Ora, os temas são infinitos e meu tempo é limitado. E tive que achar
atalhos para dar conta de atender minimamente minha curiosidade
compulsiva. E encontrei três atalhos extraordinariamente úteis e funcionais.
Em primeiro lugar, eu aboli a divisão entre “lugar para ler e estudar” e
“outros lugares”. Eu leio na fila do banco, no restaurante, na mesa de
bar, no ônibus, no avião, na sala de espera, no elevador e até
caminhando na rua (a gente só tropeça no início; depois, aprendemos a
manter um olho no livro e outro no caminho). O segundo atalho foram as
viagens. Tu podes ler 50 livros sobre a China. Se forem livros
efetivamente relevantes e minimamente complexos, isto te demandará dois
anos de trabalho. Mas se passares um único mês viajando pela China, conversando com as pessoas nas ruas, visitando as Universidades, lendo jornais (há muitos em inglês, don’t worry)
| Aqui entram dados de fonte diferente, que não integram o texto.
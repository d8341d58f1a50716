//! Run state persisted across cycles.
//!
//! The state file is only ever replaced whole: it is written to a sibling
//! temp file and renamed over the old one, so an interrupted cycle leaves
//! either the previous state or the new one, never a mix.

use std::collections::BTreeMap;
use std::fs::{self, OpenOptions};
use std::io::{self, Write};
use std::path::{Path, PathBuf};
use std::time::{Duration, SystemTime};

use chrono::{DateTime, Utc};
use serde::{Deserialize, Serialize};

use crate::classify::Bucket;
use crate::error::{MonitorError, Result};

/// Current on-disk format version.
pub const STATE_VERSION: u32 = 1;

/// A lock file older than this is assumed to belong to a dead cycle.
pub const STALE_LOCK_AFTER: Duration = Duration::from_secs(2 * 60 * 60);

/// Dedup bookkeeping and learned color hints.
#[derive(Debug, Clone, PartialEq, Eq, Serialize, Deserialize)]
#[serde(default)]
pub struct RunState {
    pub version: u32,
    /// When an alert was last delivered by any channel.
    pub last_alert_at: Option<DateTime<Utc>>,
    /// Qualifying total of that delivered alert.
    pub last_alert_total: Option<usize>,
    /// Most recent dispatch attempt, delivered or not.
    pub last_attempt: Option<AlertAttempt>,
    pub alerts_delivered: u64,
    pub failed_attempts: u64,
    /// Color to bucket, learned from rows that carried a timestamp.
    pub color_hints: BTreeMap<String, Bucket>,
}

impl Default for RunState {
    fn default() -> Self {
        Self {
            version: STATE_VERSION,
            last_alert_at: None,
            last_alert_total: None,
            last_attempt: None,
            alerts_delivered: 0,
            failed_attempts: 0,
            color_hints: BTreeMap::new(),
        }
    }
}

#[derive(Debug, Clone, PartialEq, Eq, Serialize, Deserialize)]
pub struct AlertAttempt {
    pub at: DateTime<Utc>,
    pub qualifying_total: usize,
    /// Channel that delivered, if any.
    pub delivered_by: Option<String>,
    /// Joined channel errors when nothing delivered.
    pub error: Option<String>,
}

impl RunState {
    /// Record a concluded dispatch attempt.
    ///
    /// Only a delivered attempt moves `last_alert_at`, so a failed page never
    /// suppresses the next cycle's retry.
    pub fn record_attempt(&mut self, attempt: AlertAttempt) {
        if attempt.delivered_by.is_some() {
            self.last_alert_at = Some(attempt.at);
            self.last_alert_total = Some(attempt.qualifying_total);
            self.alerts_delivered += 1;
        } else {
            self.failed_attempts += 1;
        }
        self.last_attempt = Some(attempt);
    }

    /// Merge color observations into the hints. Returns how many changed.
    pub fn learn_colors(&mut self, observed: &BTreeMap<String, Bucket>) -> usize {
        let mut changed = 0;
        for (color, bucket) in observed {
            if self.color_hints.insert(color.clone(), *bucket) != Some(*bucket) {
                changed += 1;
            }
        }
        changed
    }
}

/// Loads and atomically replaces the run state file.
#[derive(Debug, Clone)]
pub struct RunStateStore {
    path: PathBuf,
}

impl RunStateStore {
    #[must_use]
    pub fn new(path: impl Into<PathBuf>) -> Self {
        Self { path: path.into() }
    }

    #[must_use]
    pub fn path(&self) -> &Path {
        &self.path
    }

    /// Load the state; a missing file is a first run and yields the default.
    pub fn load(&self) -> Result<RunState> {
        let content = match fs::read_to_string(&self.path) {
            Ok(content) => content,
            Err(e) if e.kind() == io::ErrorKind::NotFound => {
                tracing::info!(path = %self.path.display(), "No run state yet, starting fresh");
                return Ok(RunState::default());
            }
            Err(e) => {
                return Err(MonitorError::State(format!(
                    "read {}: {e}",
                    self.path.display()
                )))
            }
        };

        let state: RunState = serde_json::from_str(&content).map_err(|e| {
            MonitorError::State(format!("corrupt state file {}: {e}", self.path.display()))
        })?;
        if state.version > STATE_VERSION {
            return Err(MonitorError::State(format!(
                "state file {} has version {}, newest supported is {STATE_VERSION}",
                self.path.display(),
                state.version
            )));
        }
        Ok(state)
    }

    /// Replace the state file.
    pub fn save(&self, state: &RunState) -> Result<()> {
        write_json_atomic(&self.path, state)
            .map_err(|e| MonitorError::State(format!("save {}: {e}", self.path.display())))?;
        tracing::debug!(path = %self.path.display(), "Saved run state");
        Ok(())
    }

    /// Move an unreadable state file aside so the next save starts clean.
    ///
    /// The file keeps its contents under `<stem>.corrupt-<utc>.json` next to
    /// the original. Returns the new path.
    pub fn quarantine(&self, now: DateTime<Utc>) -> Result<PathBuf> {
        let stem = self
            .path
            .file_stem()
            .map_or_else(|| "run_state".into(), |s| s.to_string_lossy());
        let aside = self
            .path
            .with_file_name(format!("{stem}.corrupt-{}.json", now.format("%Y%m%dT%H%M%SZ")));
        fs::rename(&self.path, &aside).map_err(|e| {
            MonitorError::State(format!(
                "move {} aside to {}: {e}",
                self.path.display(),
                aside.display()
            ))
        })?;
        tracing::warn!(
            path = %self.path.display(),
            moved_to = %aside.display(),
            "Moved unreadable run state aside"
        );
        Ok(aside)
    }

    /// Take the cycle lock next to the state file.
    pub fn lock(&self) -> Result<StateLock> {
        StateLock::acquire(self.path.with_extension("lock"))
    }
}

/// Exclusive hold on the state file for one cycle. Released on drop.
#[derive(Debug)]
pub struct StateLock {
    path: PathBuf,
}

impl StateLock {
    fn acquire(path: PathBuf) -> Result<Self> {
        if let Some(parent) = path.parent().filter(|p| !p.as_os_str().is_empty()) {
            fs::create_dir_all(parent)?;
        }

        match Self::create(&path) {
            Ok(()) => return Ok(Self { path }),
            Err(e) if e.kind() == io::ErrorKind::AlreadyExists => {}
            Err(e) => {
                return Err(MonitorError::State(format!(
                    "create lock {}: {e}",
                    path.display()
                )))
            }
        }

        let age = fs::metadata(&path)
            .and_then(|m| m.modified())
            .ok()
            .and_then(|modified| SystemTime::now().duration_since(modified).ok())
            .unwrap_or_default();
        if age < STALE_LOCK_AFTER {
            return Err(MonitorError::State(format!(
                "another cycle holds {} (age {}s)",
                path.display(),
                age.as_secs()
            )));
        }

        tracing::warn!(path = %path.display(), age_secs = age.as_secs(), "Taking over stale lock");
        fs::remove_file(&path)?;
        Self::create(&path)
            .map_err(|e| MonitorError::State(format!("create lock {}: {e}", path.display())))?;
        Ok(Self { path })
    }

    fn create(path: &Path) -> io::Result<()> {
        let mut file = OpenOptions::new().write(true).create_new(true).open(path)?;
        writeln!(file, "{} {}", std::process::id(), Utc::now().to_rfc3339())
    }
}

impl Drop for StateLock {
    fn drop(&mut self) {
        if let Err(e) = fs::remove_file(&self.path) {
            tracing::warn!(path = %self.path.display(), error = %e, "Failed to release lock");
        }
    }
}

/// Write bytes to `path` via a sibling temp file and rename.
pub(crate) fn write_atomic(path: &Path, bytes: &[u8]) -> io::Result<()> {
    if let Some(parent) = path.parent().filter(|p| !p.as_os_str().is_empty()) {
        fs::create_dir_all(parent)?;
    }
    let tmp_path = path.with_extension("tmp");
    let mut file = fs::File::create(&tmp_path)?;
    file.write_all(bytes)?;
    file.sync_all()?;
    drop(file);
    fs::rename(&tmp_path, path)
}

pub(crate) fn write_json_atomic<T: Serialize>(path: &Path, value: &T) -> io::Result<()> {
    let bytes = serde_json::to_vec_pretty(value)?;
    write_atomic(path, &bytes)
}
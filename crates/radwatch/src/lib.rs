//! Radiology worklist backlog monitor.
//!
//! This crate provides:
//! - Worklist page fetching (login + cookie session) and table parsing
//! - Elapsed-time bucketing of pending CT/MR studies, with row color fallback
//! - Zone-aware alerting windows and an inclusive threshold
//! - Deduplicated SMS / email-to-SMS / Telegram paging via the `notify` crate
//! - Atomically replaced run state and a status record for the dashboard

pub mod artifacts;
pub mod classify;
pub mod config;
pub mod dispatch;
pub mod error;
pub mod pipeline;
pub mod state;
pub mod threshold;
pub mod window;
pub mod worklist;

// Re-export main types
pub use classify::{Bucket, BucketCounts, ColorMap};
pub use config::MonitorConfig;
pub use dispatch::{DispatchResult, Dispatcher};
pub use error::{MonitorError, Result};
pub use pipeline::{CycleReport, Monitor, RunOptions};
pub use state::{RunState, RunStateStore};
pub use threshold::{AlertDecision, ThresholdEvaluator};
pub use window::WindowPolicy;
pub use worklist::{FetchedPage, PageSource, StudyRecord};
//! Alert dispatch: dedup policy, message rendering and the fallback chain.

use std::sync::Arc;
use std::time::Duration;

use chrono::{DateTime, Utc};
use chrono_tz::Tz;
use notify::channels::sms::DEFAULT_TWILIO_API_BASE;
use notify::channels::telegram::DEFAULT_TELEGRAM_API_BASE;
use notify::{
    AlertMessage, EmailSmsChannel, FallbackOutcome, Notifier, NotifyChannel, Severity,
    SmsChannel, SmsConfig, SmtpConfig, TelegramChannel, TelegramConfig,
};
use serde::Serialize;

use crate::config::{MonitorConfig, ResendConfig, ResendPolicy};
use crate::error::{MonitorError, Result};
use crate::state::{AlertAttempt, RunState};
use crate::threshold::AlertDecision;

/// What happened to a cycle's alert.
#[derive(Debug, Clone, Serialize)]
#[serde(tag = "status", rename_all = "snake_case")]
pub enum DispatchResult {
    /// A channel delivered the alert.
    Delivered {
        channel: String,
        outcome: FallbackOutcome,
    },
    /// Every channel failed (or none is configured).
    Failed {
        errors: Vec<String>,
        outcome: FallbackOutcome,
    },
    /// Dedup held the alert back.
    Suppressed { reason: String },
    /// No dispatch this cycle: outside the window, below threshold, or a dry run.
    Skipped { reason: String },
}

impl DispatchResult {
    #[must_use]
    pub fn skipped(reason: impl Into<String>) -> Self {
        Self::Skipped {
            reason: reason.into(),
        }
    }

    #[must_use]
    pub const fn is_delivered(&self) -> bool {
        matches!(self, Self::Delivered { .. })
    }

    /// Channel that delivered, if any.
    #[must_use]
    pub fn channel(&self) -> Option<&str> {
        match self {
            Self::Delivered { channel, .. } => Some(channel),
            _ => None,
        }
    }

    /// Error summary when delivery failed.
    #[must_use]
    pub fn error(&self) -> Option<String> {
        match self {
            Self::Failed { errors, .. } => Some(errors.join("; ")),
            _ => None,
        }
    }
}

/// Build the fallback chain from configuration: Twilio SMS, then
/// email-to-SMS, then Telegram. Channels missing settings stay disabled.
pub fn build_notifier(config: &MonitorConfig) -> Result<Notifier> {
    let settings = &config.notification;
    let channel_error =
        |e: notify::ChannelError| MonitorError::Config(format!("notification channel: {e}"));

    let twilio = &settings.primary;
    let sms_config =
        SmsConfig::new(&twilio.account_sid, &twilio.auth_token, &twilio.from_number).map(|c| {
            c.with_api_base(non_blank_or(&twilio.api_base, DEFAULT_TWILIO_API_BASE))
        });
    let phones = config.phone_numbers();
    let sms_timeout = request_timeout(settings.send_timeout(), phones.len());
    let sms = SmsChannel::new(sms_config, phones, sms_timeout).map_err(channel_error)?;

    let smtp = &settings.secondary;
    let email = EmailSmsChannel::new(
        Some(SmtpConfig {
            host: smtp.host.clone(),
            port: smtp.port,
            username: smtp.username.clone(),
            password: smtp.password.clone(),
            from_address: smtp.from_address.clone(),
            timeout: settings.send_timeout(),
        }),
        config.sms_gateways(),
    );

    let tg = &settings.telegram;
    let telegram = TelegramChannel::new(
        Some(TelegramConfig {
            bot_token: tg.bot_token.clone(),
            chat_ids: tg.chat_ids.clone(),
            api_base: non_blank_or(&tg.api_base, DEFAULT_TELEGRAM_API_BASE),
        }),
        request_timeout(settings.send_timeout(), tg.chat_ids.len()),
    )
    .map_err(channel_error)?;

    let channels: Vec<Arc<dyn NotifyChannel>> =
        vec![Arc::new(sms), Arc::new(email), Arc::new(telegram)];
    Ok(Notifier::with_channels(channels, settings.send_timeout()))
}

/// Share a channel's send budget across its recipients, so every request
/// finishes (or fails) before the whole channel would time out.
fn request_timeout(send_timeout: Duration, recipients: usize) -> Duration {
    let share = send_timeout / u32::try_from(recipients.max(1)).unwrap_or(u32::MAX);
    share.max(Duration::from_secs(1))
}

fn non_blank_or(value: &str, fallback: &str) -> String {
    if value.trim().is_empty() {
        fallback.to_string()
    } else {
        value.trim().to_string()
    }
}

/// Why a triggered alert should be held back, or `None` to send.
///
/// Only delivered alerts count: `last_alert_at` never moves on a failed
/// attempt.
#[must_use]
pub fn suppression_reason(
    resend: &ResendConfig,
    decision: &AlertDecision,
    state: &RunState,
) -> Option<String> {
    if resend.policy == ResendPolicy::Always {
        return None;
    }
    let last_at = state.last_alert_at?;
    let elapsed = decision.evaluated_at.signed_duration_since(last_at);
    if elapsed >= resend.cooldown() {
        return None;
    }

    let last_total = state.last_alert_total.unwrap_or(0);
    if resend.policy == ResendPolicy::OnIncrease && decision.qualifying_total > last_total {
        return None;
    }

    Some(format!(
        "last alert {} min ago (total {last_total}), cooldown {} min",
        elapsed.num_minutes().max(0),
        resend.cooldown_minutes
    ))
}

/// Render the SMS-sized alert text.
#[must_use]
pub fn render_message(
    decision: &AlertDecision,
    tz: Tz,
    contact_names: &[String],
    forced: bool,
) -> AlertMessage {
    let counts = &decision.breakdown;
    let subject = format!(
        "CT/MR backlog 60/90/120 total={} (>= {} threshold)",
        decision.qualifying_total, decision.threshold
    );
    let mut body = format!(
        "≤60: {} | ≤90: {} | ≤120: {} | other: {}\nAs of {}",
        counts.within_60,
        counts.within_90,
        counts.within_120,
        counts.other,
        local_stamp(decision.evaluated_at, tz),
    );
    if !contact_names.is_empty() {
        body.push_str(&format!("\nNotifying: {}", contact_names.join(", ")));
    }
    if forced {
        body.push_str("\n(forced)");
    }

    let severity = if decision.triggered {
        Severity::Critical
    } else {
        Severity::Warning
    };
    AlertMessage::new(severity, subject, body).at(decision.evaluated_at)
}

fn local_stamp(at: DateTime<Utc>, tz: Tz) -> String {
    at.with_timezone(&tz).format("%Y-%m-%d %H:%M %Z").to_string()
}

/// Sends triggered alerts through the notifier, honoring the resend policy.
pub struct Dispatcher {
    notifier: Notifier,
    resend: ResendConfig,
    tz: Tz,
    contact_names: Vec<String>,
}

impl Dispatcher {
    #[must_use]
    pub fn new(notifier: Notifier, resend: ResendConfig, tz: Tz, contact_names: Vec<String>) -> Self {
        Self {
            notifier,
            resend,
            tz,
            contact_names,
        }
    }

    pub fn from_config(config: &MonitorConfig, tz: Tz) -> Result<Self> {
        Ok(Self::new(
            build_notifier(config)?,
            config.resend.clone(),
            tz,
            config.contact_names(),
        ))
    }

    #[must_use]
    pub fn channel_names(&self) -> Vec<&'static str> {
        self.notifier.channel_names()
    }

    /// Dispatch a decision and record the attempt in `state`.
    ///
    /// `force` skips the dedup check. `state` is only touched once the
    /// fallback run has concluded.
    pub async fn dispatch(
        &self,
        decision: &AlertDecision,
        state: &mut RunState,
        force: bool,
    ) -> DispatchResult {
        if !force {
            if let Some(reason) = suppression_reason(&self.resend, decision, state) {
                tracing::info!(reason = %reason, total = decision.qualifying_total, "Alert suppressed");
                return DispatchResult::Suppressed { reason };
            }
        }

        let message = render_message(decision, self.tz, &self.contact_names, force);
        let outcome = self.notifier.send_with_fallback(&message).await;

        let attempt_at = decision.evaluated_at;
        match outcome.delivered_by.clone() {
            Some(channel) => {
                state.record_attempt(AlertAttempt {
                    at: attempt_at,
                    qualifying_total: decision.qualifying_total,
                    delivered_by: Some(channel.clone()),
                    error: None,
                });
                DispatchResult::Delivered { channel, outcome }
            }
            None => {
                let mut errors = outcome.errors();
                if errors.is_empty() {
                    errors.push("no notification channels configured".to_string());
                }
                tracing::error!(errors = ?errors, "Alert not delivered by any channel");
                state.record_attempt(AlertAttempt {
                    at: attempt_at,
                    qualifying_total: decision.qualifying_total,
                    delivered_by: None,
                    error: Some(errors.join("; ")),
                });
                DispatchResult::Failed { errors, outcome }
            }
        }
    }

    /// Send a one-off test message through the chain. Run state is untouched.
    pub async fn send_test(&self, now: DateTime<Utc>) -> FallbackOutcome {
        let message = AlertMessage::new(
            Severity::Info,
            "radwatch test notification",
            format!("Test sent {}", local_stamp(now, self.tz)),
        )
        .at(now);
        self.notifier.send_with_fallback(&message).await
    }
}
e livros que estão “bombando por lá” (há excelentes livrarias),
observando as estruturas urbanas, os padrões de interação entre as
pessoas, visitando os centros das principais cidades (sem esquecer das
periferias), dando a devida atenção às dinâmicas de trabalho, de
produção, de comércio e de oração (visitar templos é
básico!), tu vais voltar com um conhecimento maior do que tu alcançarias
lendo diversos livros no Brasil. Em geral, os livros te oferecem
leituras contraditórias sobre o país. Sem que tu saibas qual delas é a
mais confiável. Ou melhor: sem que tu contes com a base experiencial
para entender as determinações das divergências e tentar articular uma
síntese das oposições.
Mas, creio eu, o atalho mais importante para se chegar o mais
perto possível do impossível – Entender o mundo! – é o atalho que nos
foi ensinado por Apolo em Delfos: Conhece-te a ti mesmo! Por
quê? Porque os dois primeiros atalhos – ler e estudar em lugares
“inusuais” e viajar pelo mundo – só podem trazer conhecimento se
pudermos confiar na interpretação que fazemos dos textos lidos e dos
registros e interpretações que damos aos eventos observados em outros
mundos. … E como podemos nos asseverar de que estamos vendo “o que é” e
não o que “queremos ver?”. A resposta é complexa, claro. Mas ela conta
com um excelente ponto de partida: o que é que tu queres ver? Se souberes onde está o teu desejo, fica bem mais fácil de identificar se o que vês corresponde – ou não! – ao que tu queres ver. Se estiveres vendo o que não queres ver, há uma grande probabilidade de estares vendo (parte de) aquilo que é. Quando vês o que não queres ver, o princípio da realidade está se impondo sobre o princípio do prazer.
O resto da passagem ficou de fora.